Jaak Panksepp’s Affective Neuroscience: The Foundations of Human and Animal Emotions (2004), for example, finds parallels between Freud’s conception of the libido and the dopaminergic reward system. The interactions between the limbic system (associated with emotions) and the more executive “rational’ parts of the brain (like the pre-frontal cortex) have echoes of the tussle between Freud’s Id and Ego.


The Nobel Laurette Dr Erik R. Kandel, a major proponent of neuropsychoanalysis, wrote in his article “Biology and the future of Psychoanalysis: A new intellectual framework for psychiatry” published in The American Journal of Psychiatry in 1999 laid down the case for psychoanalysis having a productive relationship with neurobiology.

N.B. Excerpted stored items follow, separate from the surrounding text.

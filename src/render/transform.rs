//! Accumulated turtle-style transform.

use crate::foundation::core::{Affine, Point, Vec2};

/// Cumulative rotation + translation applied to every segment of a frame.
///
/// Rotations and translations are applied in the local frame (post-multiplied), matching the way
/// canvas APIs compose `rotate`/`translate` calls.
#[derive(Clone, Copy, Debug, PartialEq)]
pub struct TransformState {
    affine: Affine,
}

impl Default for TransformState {
    fn default() -> Self {
        Self {
            affine: Affine::IDENTITY,
        }
    }
}

impl TransformState {
    pub fn affine(&self) -> Affine {
        self.affine
    }

    pub fn reset(&mut self) {
        self.affine = Affine::IDENTITY;
    }

    pub fn translate(&mut self, d: Vec2) {
        self.affine = self.affine * Affine::translate(d);
    }

    pub fn rotate(&mut self, radians: f64) {
        self.affine = self.affine * Affine::rotate(radians);
    }

    /// Map a point from local to canvas space.
    pub fn apply(&self, p: Point) -> Point {
        self.affine * p
    }

    /// Current local origin in canvas space.
    pub fn origin(&self) -> Point {
        self.apply(Point::ORIGIN)
    }
}
pub(crate) mod walk;
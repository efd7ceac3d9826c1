use crate::{
    foundation::error::WeaveResult,
    render::{
        backend::GraphicsBackend,
        plan::{DrawCommand, FramePlan},
    },
};

/// Issue every command of `plan` against `backend`, in order.
pub fn execute_plan<B: GraphicsBackend + ?Sized>(
    backend: &mut B,
    plan: &FramePlan,
) -> WeaveResult<()> {
    for cmd in &plan.commands {
        match *cmd {
            DrawCommand::ResetTransform => backend.reset_transform(),
            DrawCommand::Translate { by } => backend.translate(by.x, by.y),
            DrawCommand::Rotate { radians } => backend.rotate(radians),
            DrawCommand::SetStroke { r, g, b, alpha } => backend.set_stroke(r, g, b, alpha),
            DrawCommand::SetStrokeWeight { px } => backend.set_stroke_weight(px),
            DrawCommand::DrawLine { from, to } => backend.draw_line(from, to)?,
        }
    }
    Ok(())
}
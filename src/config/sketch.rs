use std::{fs::File, io::BufReader, path::Path};

use crate::{
    color::walk::ColorWalkConfig,
    foundation::core::{Canvas, FrameIndex},
    foundation::error::{WeaveError, WeaveResult},
};

/// Reference canvas height the default segment length was tuned for.
const REFERENCE_HEIGHT: f64 = 600.0;
const REFERENCE_LENGTH: f64 = 12.0;
const REFERENCE_ASPECT: f64 = 800.0 / 600.0;
const REFERENCE_ANGLE: f64 = 0.25;

/// Frame-invariant sketch parameters.
///
/// Loaded from JSON; every field is optional and falls back to [`SketchConfig::default`].
#[derive(Clone, Debug, PartialEq, serde::Serialize, serde::Deserialize)]
#[serde(default)]
pub struct SketchConfig {
    pub canvas: Canvas,
    /// Gray level painted once before the first frame.
    pub background: u8,
    pub stroke_weight: f64,
    /// Stroke alpha in `[0, 255]`.
    pub alpha: f64,
    /// Segment length in pixels.
    pub length: f64,
    /// Turn in radians for even values; odd values turn by `-angle * 1.5`.
    pub angle: f64,
    pub start_frame: FrameIndex,
    /// Last frame issued (inclusive).
    pub max_frames: u64,
    pub color: ColorWalkConfig,
    /// RNG seed for the color walks. `None` seeds from OS entropy.
    pub seed: Option<u64>,
}

impl Default for SketchConfig {
    fn default() -> Self {
        Self {
            canvas: Canvas {
                width: 800,
                height: 600,
            },
            background: 51,
            stroke_weight: 5.0,
            alpha: 10.0,
            length: REFERENCE_LENGTH,
            angle: REFERENCE_ANGLE,
            start_frame: FrameIndex::FIRST,
            max_frames: 10_000,
            color: ColorWalkConfig::default(),
            seed: None,
        }
    }
}

impl SketchConfig {
    /// Defaults with `length` proportional to the canvas height and `angle` to its aspect ratio.
    pub fn scaled_to_canvas(canvas: Canvas) -> Self {
        Self {
            canvas,
            length: REFERENCE_LENGTH * f64::from(canvas.height) / REFERENCE_HEIGHT,
            angle: REFERENCE_ANGLE * canvas.aspect() / REFERENCE_ASPECT,
            ..Self::default()
        }
    }

    pub fn validate(&self) -> WeaveResult<()> {
        Canvas::new(self.canvas.width, self.canvas.height)?;
        if !self.length.is_finite() || self.length <= 0.0 {
            return Err(WeaveError::validation("segment length must be finite and > 0"));
        }
        if !self.angle.is_finite() {
            return Err(WeaveError::validation("turn angle must be finite"));
        }
        if !self.stroke_weight.is_finite() || self.stroke_weight <= 0.0 {
            return Err(WeaveError::validation("stroke weight must be finite and > 0"));
        }
        if !(0.0..=255.0).contains(&self.alpha) {
            return Err(WeaveError::validation("stroke alpha must be in [0, 255]"));
        }
        if self.max_frames == 0 {
            return Err(WeaveError::validation("max_frames must be > 0"));
        }
        let start = self.start_frame.floored();
        if start.0 > self.max_frames {
            return Err(WeaveError::validation(format!(
                "start_frame {} is past max_frames {}",
                start.0, self.max_frames
            )));
        }
        self.color.validate()?;
        Ok(())
    }

    pub fn from_json_str(s: &str) -> WeaveResult<Self> {
        let config: Self = serde_json::from_str(s)?;
        config.validate()?;
        Ok(config)
    }

    pub fn from_json_file(path: &Path) -> WeaveResult<Self> {
        let f = File::open(path).map_err(|e| {
            WeaveError::validation(format!("open sketch config '{}': {e}", path.display()))
        })?;
        let config: Self = serde_json::from_reader(BufReader::new(f))?;
        config.validate()?;
        Ok(config)
    }
}

#[cfg(test)]
#[path = "../../tests/unit/config/sketch.rs"]
mod tests;
use chrono::Utc;
use mongodb::bson::oid::ObjectId;
use tracing::{info, warn};

use crate::config::Config;
use crate::db::Datastore;
use crate::models::user_models::{Credentials, LoginCredentials, User};
use crate::utils::error::{AppError, AppResult};
use crate::utils::{password, session};

fn normalize_email(email: &str) -> String {
    email.trim().to_lowercase()
}

pub async fn signup(store: &dyn Datastore, credentials: Credentials) -> AppResult<User> {
    let email = normalize_email(&credentials.email);

    if store.find_user_by_email(&email).await?.is_some() {
        return Err(AppError::Conflict(
            "An account with this email already exists".to_string(),
        ));
    }

    let user = User {
        id: ObjectId::new(),
        email,
        password_hash: password::hash_password(&credentials.password)?,
        created_at: Utc::now(),
    };

    store.insert_user(&user).await?;

    info!(user_id = %user.id, "User signed up");
    Ok(user)
}

/// Verifies the credentials and returns the user together with a fresh token.
pub async fn login(
    store: &dyn Datastore,
    config: &Config,
    credentials: LoginCredentials,
) -> AppResult<(User, String)> {
    let invalid = || AppError::AuthenticationError("Invalid email or password".to_string());

    let email = normalize_email(&credentials.email);
    let user = store.find_user_by_email(&email).await?.ok_or_else(|| {
        warn!("Login attempt for unknown email");
        invalid()
    })?;

    if !password::verify_password(&credentials.password, &user.password_hash)? {
        warn!(user_id = %user.id, "Login attempt with wrong password");
        return Err(invalid());
    }

    let token = session::create_token(
        &user.id.to_hex(),
        &config.session_secret,
        config.token_ttl_hours,
    )?;

    info!(user_id = %user.id, "User logged in");
    Ok((user, token))
}

#[cfg(test)]
mod tests {
    use super::*;
    use crate::db::memory::MemoryStore;

    fn credentials(email: &str, password: &str) -> Credentials {
        Credentials {
            email: email.to_string(),
            password: password.to_string(),
        }
    }

    #[tokio::test]
    async fn signup_stores_normalized_email_and_hash() {
        let store = MemoryStore::new();
        let user = signup(&store, credentials(" Jack@Test.com ", "abcdef")).await.unwrap();

        assert_eq!(user.email, "jack@test.com");
        assert_ne!(user.password_hash, "abcdef");
    }

    #[tokio::test]
    async fn duplicate_signup_conflicts() {
        let store = MemoryStore::new();
        signup(&store, credentials("jack@test.com", "abcdef")).await.unwrap();

        let err = signup(&store, credentials("JACK@test.com", "123456")).await.unwrap_err();
        assert!(matches!(err, AppError::Conflict(_)));
    }

    #[tokio::test]
    async fn login_issues_token_for_the_user() {
        let store = MemoryStore::new();
        let config = Config::in_memory("secret");
        let user = signup(&store, credentials("jack@test.com", "abcdef")).await.unwrap();

        let (logged_in, token) = login(&store, &config, credentials("jack@test.com", "abcdef").into())
            .await
            .unwrap();

        assert_eq!(logged_in.id, user.id);
        let claims = session::verify_token(&token, "secret").unwrap();
        assert_eq!(claims.sub, user.id.to_hex());
    }

    #[tokio::test]
    async fn login_rejects_bad_credentials() {
        let store = MemoryStore::new();
        let config = Config::in_memory("secret");
        signup(&store, credentials("jack@test.com", "abcdef")).await.unwrap();

        let wrong_password = login(&store, &config, credentials("jack@test.com", "x").into())
            .await
            .unwrap_err();
        assert!(matches!(wrong_password, AppError::AuthenticationError(_)));

        let unknown = login(&store, &config, credentials("jill@test.com", "abcdef").into())
            .await
            .unwrap_err();
        assert!(matches!(unknown, AppError::AuthenticationError(_)));
    }
}
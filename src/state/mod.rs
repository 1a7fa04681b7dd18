use std::sync::Arc;

use crate::config::Config;
use crate::db::{memory::MemoryStore, Datastore};

#[derive(Clone)]
pub struct AppState {
    pub store: Arc<dyn Datastore>,
    pub config: Arc<Config>,
}

impl AppState {
    pub fn new(store: Arc<dyn Datastore>, config: Config) -> Self {
        Self {
            store,
            config: Arc::new(config),
        }
    }

    /// Fresh in-memory state, used by tests.
    pub fn in_memory(session_secret: &str) -> Self {
        Self::new(Arc::new(MemoryStore::new()), Config::in_memory(session_secret))
    }
}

He states that while the mid-20th century psychoanalysts had an almost antagonistic relationship with the scientific community, leading to a decline in the tradition’s standing in academia, there are now new avenues for reconciliation.


As he quotes Freud from Beyond the Pleasure Principle at the beginning of the article:


"The deficiencies in our description would probably vanish if we were already in a position to replace the psychological terms with physiological or chemical ones...We may expect [physiology and chemistry] to give the most surprising information and we cannot guess what answers it will return in a few dozen years of questions we have put to it…"

As with all things, Freud may have been wrong with the details, but somehow or the other he always found a way to just about right enough to be undeniable.